Asus EN8800 Nvidia GeForce 8800 Ultra-based graphics card
We have to ask ourselves why Nvidia launched the Ultra when it already ruled the roost with the 8800 GTX. The obvious answer is that it had to prepare for the launch of the Radeon HD X2900 XT. However, the performance of the X2900 XT fell a long way short of the 8800 GTX, so there was arguably no need for the Ultra after all.
Elder Scrolls Oblivion Results
Frames per second (FPS) - longer bars are better
Indeed, there's some evidence that the Ultra was a bit rushed as driver version 158.22 isn't WHQL approved and Nvidia's nTune v5.05 overclocking utility doesn't recognise the Ultra.
No doubt Nvidia enjoyed the 'Fastest Ever' headlines that rained on AMD's parade but it must be earning a small fortune from the sale of every Ultra chip, and we suspect that was the real motivation.
Asus' EN8800 Ultra: big box, small bundle
The Asus part of the package is minimal and consists of a copy of Stalker Shadow of Chernobyl, which is nice but less than £20 retail. You also get an s-to-component video splitter cable, one DVI-to-VGA adapter and two PCIe power adapters. Please, if you're spending this much cash on an Ultra, go get yourself a proper power supply.
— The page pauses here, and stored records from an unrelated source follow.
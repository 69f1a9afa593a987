use axum::extract::FromRef;
use fxhash::FxHashMap;
use psf_domain::config::ApiConfig;
use psf_domain::registry::{FeatureSlice, InitializedSlice};
use std::any::TypeId;
use std::borrow::Cow;
use std::ops::Deref;
use std::sync::Arc;

#[psf_derive::psf_error]
pub enum ApiStateError {
    #[error("State validation error{}: {message}", format_context(.context))]
    Validation { message: Cow<'static, str>, context: Option<Cow<'static, str>> },
    #[error("State missing feature slice{}: {message}", format_context(.context))]
    MissingSlice { message: Cow<'static, str>, context: Option<Cow<'static, str>> },
}

#[derive(Debug)]
pub struct ApiStateInner {
    pub config: ApiConfig,
    slices: FxHashMap<TypeId, InitializedSlice>,
}

/// Shared handler state: configuration plus the registered feature slices.
#[derive(Debug, Clone)]
pub struct ApiState {
    inner: Arc<ApiStateInner>,
}

impl ApiState {
    #[must_use]
    pub fn builder() -> ApiStateBuilder {
        ApiStateBuilder::default()
    }

    #[must_use]
    pub fn get_slice<T: FeatureSlice>(&self) -> Option<&T> {
        self.inner
            .slices
            .get(&TypeId::of::<T>())
            .and_then(|initialized| initialized.state.as_any().downcast_ref::<T>())
    }

    /// Returns a reference to the slice if it is registered.
    ///
    /// # Errors
    /// Returns an error if the slice is not registered.
    pub fn try_get_slice<T: FeatureSlice>(&self) -> Result<&T, ApiStateError> {
        self.get_slice::<T>().ok_or_else(|| ApiStateError::MissingSlice {
            message: std::any::type_name::<T>().into(),
            context: None,
        })
    }

    /// Names of the registered slices, sorted (for diagnostics).
    #[must_use]
    pub fn slice_names(&self) -> Vec<&'static str> {
        let mut names: Vec<_> = self.inner.slices.values().map(|slice| slice.name).collect();
        names.sort_unstable();
        names
    }
}

impl Deref for ApiState {
    type Target = ApiStateInner;

    fn deref(&self) -> &Self::Target {
        &self.inner
    }
}

impl FromRef<ApiState> for ApiConfig {
    fn from_ref(state: &ApiState) -> Self {
        state.inner.config.clone()
    }
}

#[derive(Debug, Default)]
pub struct ApiStateBuilder {
    config: Option<ApiConfig>,
    slices: FxHashMap<TypeId, InitializedSlice>,
}

impl ApiStateBuilder {
    #[must_use]
    pub fn config(mut self, config: ApiConfig) -> Self {
        self.config = Some(config);
        self
    }

    #[must_use]
    pub fn register_slice(mut self, slice: InitializedSlice) -> Self {
        self.slices.insert(slice.id, slice);
        self
    }

    /// Registers multiple slices at once.
    #[must_use]
    pub fn register_slices<I>(mut self, slices: I) -> Self
    where
        I: IntoIterator<Item = InitializedSlice>,
    {
        for slice in slices {
            self.slices.insert(slice.id, slice);
        }
        self
    }

    pub fn build(self) -> Result<ApiState, ApiStateError> {
        let config = self.config.ok_or_else(|| ApiStateError::Validation {
            message: "ApiConfig not provided".into(),
            context: None,
        })?;

        Ok(ApiState { inner: Arc::new(ApiStateInner { config, slices: self.slices }) })
    }
}
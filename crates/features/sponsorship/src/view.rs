//! Render-ready projection of a [`Configurator`].

use crate::configurator::{Configurator, Phase};
use crate::pricing::{CostResolver, CostStatus};
use psf_domain::catalog::{BenefitFlags, BenefitId, PackageId};
use psf_domain::constants::{DESKTOP_WIDTH_LIMIT, NEW_BENEFIT_MESSAGE};
use serde::Serialize;

#[derive(Debug, Clone, PartialEq, Eq, Serialize)]
#[serde(rename_all = "camelCase")]
pub struct BenefitView {
    pub id: BenefitId,
    pub name: String,
    pub checked: bool,
    pub disabled: bool,
    /// Label highlight; follows `checked`.
    pub highlighted: bool,
    /// Why the input is disabled, empty otherwise.
    pub title: &'static str,
    /// Badge text for benefits new this year.
    #[serde(skip_serializing_if = "Option::is_none")]
    pub badge: Option<&'static str>,
    /// Packages whose bundle lists this benefit.
    pub packages: Vec<PackageId>,
}

#[derive(Debug, Clone, PartialEq, Eq, Serialize)]
#[serde(rename_all = "camelCase")]
pub struct PackageView {
    pub id: PackageId,
    pub name: String,
    pub selected: bool,
    /// Shown next to the selected package once the selection diverges from it.
    pub custom_fee: bool,
}

#[derive(Debug, Clone, PartialEq, Eq, Serialize)]
#[serde(rename_all = "camelCase")]
pub struct FormView {
    pub packages: Vec<PackageView>,
    pub benefits: Vec<BenefitView>,
    pub a_la_carte_disallowed: bool,
    pub standalone_disallowed: bool,
    pub cost: CostStatus,
    pub cost_label: String,
}

impl FormView {
    #[must_use]
    pub fn selected_package(&self) -> Option<&PackageId> {
        self.packages.iter().find(|package| package.selected).map(|package| &package.id)
    }
}

impl<R: CostResolver> Configurator<R> {
    /// Derives everything a form renderer needs from the current selection.
    #[must_use]
    pub fn view(&self) -> FormView {
        let catalog = self.catalog();
        let active = self.selected_package();
        let customized = matches!(self.phase(), Phase::Package { clean: false, .. });

        let benefits = catalog
            .benefits()
            .iter()
            .map(|benefit| {
                let checked = self.is_selected(&benefit.id);
                let blocked = self.restriction(&benefit.id);
                BenefitView {
                    id: benefit.id.clone(),
                    name: benefit.name.clone(),
                    checked,
                    disabled: blocked.is_some(),
                    highlighted: checked,
                    title: blocked.map_or("", |reason| reason.message()),
                    badge: benefit.flags.contains(BenefitFlags::NEW).then_some(NEW_BENEFIT_MESSAGE),
                    packages: catalog
                        .packages()
                        .iter()
                        .filter(|package| package.includes(&benefit.id))
                        .map(|package| package.id.clone())
                        .collect(),
                }
            })
            .collect();

        let packages = catalog
            .packages()
            .iter()
            .map(|package| {
                let selected = active.is_some_and(|a| a.id == package.id);
                PackageView {
                    id: package.id.clone(),
                    name: package.name.clone(),
                    selected,
                    custom_fee: selected && customized,
                }
            })
            .collect();

        FormView {
            packages,
            benefits,
            a_la_carte_disallowed: active.is_some_and(|package| !package.allow_a_la_carte),
            standalone_disallowed: active.is_some(),
            cost: self.cost(),
            cost_label: self.cost_label(),
        }
    }
}

/// Narrow viewports show one package column at a time.
#[derive(Debug, Clone, Copy, PartialEq, Eq)]
pub struct MobileLayout {
    pub width_limit: u32,
}

impl Default for MobileLayout {
    fn default() -> Self {
        Self { width_limit: DESKTOP_WIDTH_LIMIT }
    }
}

impl MobileLayout {
    #[must_use]
    pub const fn new(width_limit: u32) -> Self {
        Self { width_limit }
    }

    #[must_use]
    pub const fn is_mobile(&self, width: u32) -> bool {
        width <= self.width_limit
    }

    /// Package column to show at `width`; `None` means show every column.
    #[must_use]
    pub fn visible_package<'a>(&self, width: u32, view: &'a FormView) -> Option<&'a PackageId> {
        if self.is_mobile(width) { view.selected_package() } else { None }
    }
}

#[cfg(test)]
mod tests {
    use super::*;
    use crate::catalog::Catalog;
    use std::sync::Arc;

    fn configurator() -> Configurator {
        let catalog = Catalog::from_json(
            r#"{
                "benefits": [
                    { "id": "logo", "flags": "NEW" },
                    { "id": "swag", "flags": "PACKAGE_ONLY" },
                    { "id": "jobs", "flags": "STANDALONE" },
                    { "id": "extra" }
                ],
                "packages": [
                    { "id": "gold", "name": "Gold", "cost": 5000, "benefits": ["logo", "swag"], "allowALaCarte": false }
                ]
            }"#,
        )
        .unwrap();
        Configurator::with_static_costs(Arc::new(catalog))
    }

    #[test]
    fn default_view_disables_package_only() {
        let view = configurator().view();
        let swag = &view.benefits[1];

        assert!(swag.disabled);
        assert_eq!(swag.title, "Benefit only available as part of a sponsor package");
        assert!(!view.benefits[2].disabled);
        assert_eq!(view.benefits[0].badge, Some(NEW_BENEFIT_MESSAGE));
        assert_eq!(view.benefits[0].packages, vec![PackageId::from("gold")]);
        assert!(!view.standalone_disallowed);
        assert_eq!(view.cost_label, "");
    }

    #[test]
    fn package_view_marks_selection_and_restrictions() {
        let mut form = configurator();
        form.select_package(&"gold".into()).unwrap();
        let view = form.view();

        assert!(view.packages[0].selected);
        assert!(!view.packages[0].custom_fee);
        assert!(view.benefits[0].checked && view.benefits[0].highlighted);
        assert!(view.a_la_carte_disallowed);
        assert!(view.standalone_disallowed);
        assert!(view.benefits[2].disabled);
        assert!(view.benefits[3].disabled);
        assert_eq!(view.cost_label, "Sponsorship cost is $5,000 USD");

        form.toggle_benefit(&"swag".into()).unwrap();
        let view = form.view();
        assert!(view.packages[0].custom_fee);
        assert!(!view.benefits[1].highlighted);
    }

    #[test]
    fn mobile_layout_shows_only_the_selected_package() {
        let mut form = configurator();
        let layout = MobileLayout::default();
        assert_eq!(layout.visible_package(800, &form.view()), None);

        form.select_package(&"gold".into()).unwrap();
        let view = form.view();
        assert_eq!(layout.visible_package(1200, &view), Some(&PackageId::from("gold")));
        assert_eq!(layout.visible_package(1201, &view), None);
    }
}
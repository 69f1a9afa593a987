use proc_macro2::TokenStream;
use quote::{format_ident, quote};
use syn::ItemStruct;

pub fn expand_slice(input: ItemStruct) -> TokenStream {
    let ItemStruct { attrs, vis, ident, fields, .. } = &input;
    let inner = format_ident!("{ident}Inner");
    let doc = format!("Shared state of the [`{ident}`] slice.");

    quote! {
        #[doc = #doc]
        #[derive(Debug, Clone)]
        #vis struct #inner #fields

        #(#attrs)*
        #[derive(Debug, Clone)]
        #vis struct #ident {
            inner: std::sync::Arc<#inner>,
        }

        impl #ident {
            #[must_use]
            pub fn new(inner: #inner) -> Self {
                Self { inner: std::sync::Arc::new(inner) }
            }
        }

        impl std::ops::Deref for #ident {
            type Target = #inner;

            fn deref(&self) -> &Self::Target {
                &self.inner
            }
        }

        impl ::psf_kernel::domain::registry::FeatureSlice for #ident {
            fn as_any(&self) -> &dyn std::any::Any {
                self
            }
        }
    }
}
//! Sponsorship catalog records as they are authored (JSON documents, server-rendered data).
//!
//! These are raw, unvalidated shapes. The sponsorship slice turns a
//! [`CatalogDocument`] into an indexed, validated catalog.

use bitflags::bitflags;
use serde::{Deserialize, Serialize};
use std::fmt;

/// Accepts both `"gold"` and `7` for identifiers, since authored catalogs use either.
#[doc(hidden)]
#[derive(Debug, Clone, Deserialize)]
#[serde(untagged)]
pub enum RawId {
    Text(String),
    Number(u64),
}

impl From<RawId> for String {
    fn from(raw: RawId) -> Self {
        match raw {
            RawId::Text(s) => s,
            RawId::Number(n) => n.to_string(),
        }
    }
}

macro_rules! catalog_id {
    ($(#[$meta:meta])* $name:ident) => {
        $(#[$meta])*
        #[derive(Debug, Clone, PartialEq, Eq, Hash, PartialOrd, Ord, Serialize, Deserialize)]
        #[serde(from = "RawId", into = "String")]
        pub struct $name(String);

        impl $name {
            pub fn new(id: impl Into<String>) -> Self {
                Self(id.into())
            }

            #[must_use]
            pub fn as_str(&self) -> &str {
                &self.0
            }

            /// An empty id is how forms encode "nothing selected".
            #[must_use]
            pub fn is_blank(&self) -> bool {
                self.0.trim().is_empty()
            }
        }

        impl From<RawId> for $name {
            fn from(raw: RawId) -> Self {
                Self(raw.into())
            }
        }

        impl From<$name> for String {
            fn from(id: $name) -> Self {
                id.0
            }
        }

        impl From<&str> for $name {
            fn from(s: &str) -> Self {
                Self(s.to_owned())
            }
        }

        impl fmt::Display for $name {
            fn fmt(&self, f: &mut fmt::Formatter<'_>) -> fmt::Result {
                f.write_str(&self.0)
            }
        }
    };
}

catalog_id!(
    /// Identifier of a single sponsorship benefit.
    BenefitId
);

catalog_id!(
    /// Identifier of a sponsorship package (bundle of benefits).
    PackageId
);

bitflags! {
    /// Static properties of a benefit that drive its eligibility.
    #[derive(Debug, Default, Clone, Copy, PartialEq, Eq, Hash, Serialize, Deserialize)]
    pub struct BenefitFlags: u8 {
        /// Only selectable as part of a package that bundles it.
        const PACKAGE_ONLY = 1 << 0;
        /// Purchasable without a package; never combinable with one.
        const STANDALONE = 1 << 1;
        /// Sold out or hidden from applicants.
        const UNAVAILABLE = 1 << 2;
        /// Display-only "new this year" badge.
        const NEW = 1 << 3;
    }
}

/// One sponsorship perk.
#[derive(Debug, Clone, PartialEq, Eq, Serialize, Deserialize)]
#[serde(rename_all = "camelCase")]
pub struct BenefitRecord {
    pub id: BenefitId,
    #[serde(default)]
    pub name: String,
    /// À-la-carte price in whole US dollars, if the benefit is sold on its own.
    #[serde(default)]
    pub cost: Option<u64>,
    #[serde(default)]
    pub conflicts: Vec<BenefitId>,
    #[serde(default)]
    pub flags: BenefitFlags,
}

/// A named bundle of benefits sold at a fixed price.
#[derive(Debug, Clone, PartialEq, Eq, Serialize, Deserialize)]
#[serde(rename_all = "camelCase")]
pub struct PackageRecord {
    pub id: PackageId,
    #[serde(default)]
    pub name: String,
    /// Sponsorship amount in whole US dollars.
    pub cost: u64,
    /// Bundled benefits in display order.
    #[serde(default)]
    pub benefits: Vec<BenefitId>,
    #[serde(default = "allow_by_default")]
    pub allow_a_la_carte: bool,
}

const fn allow_by_default() -> bool {
    true
}

/// The whole catalog as authored.
#[derive(Debug, Clone, Default, PartialEq, Eq, Serialize, Deserialize)]
#[serde(default)]
pub struct CatalogDocument {
    pub benefits: Vec<BenefitRecord>,
    pub packages: Vec<PackageRecord>,
}
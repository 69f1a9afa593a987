use psf_derive::psf_error;
use std::borrow::Cow;

#[psf_error]
pub enum TuneError {
    #[error("Parse error{}: {source}", format_context(.context))]
    Parse { source: std::num::ParseIntError, context: Option<Cow<'static, str>> },

    #[error("Invalid configuration{}: {message}", format_context(.context))]
    InvalidConfiguration { message: Cow<'static, str>, context: Option<Cow<'static, str>> },
}

fn parse(raw: &str) -> Result<u64, TuneError> {
    raw.parse::<u64>().context("total_memory")
}

fn reject() -> Result<(), TuneError> {
    Err(TuneError::InvalidConfiguration { message: "bad db_type".into(), context: None })
}

fn main() {
    let err = parse("12x").unwrap_err();
    assert!(err.to_string().starts_with("Parse error (total_memory): "));

    let err = reject().context("pgtune").unwrap_err();
    assert_eq!(err.to_string(), "Invalid configuration (pgtune): bad db_type");

    let converted: TuneError = "7z".parse::<u64>().unwrap_err().into();
    assert!(matches!(converted, TuneError::Parse { context: None, .. }));
}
The 8800 Ultra takes over from the 8800 GTX as the fastest graphics card on the market but the price is truly terrifying. No doubt there will be a handful of gamers who are unable to resist squeezing an extra few frames per second onto their huge LCD TV at any price, and we applaud them wholeheartedly. No, that's quite insincere - in truth we're as jealous as heck...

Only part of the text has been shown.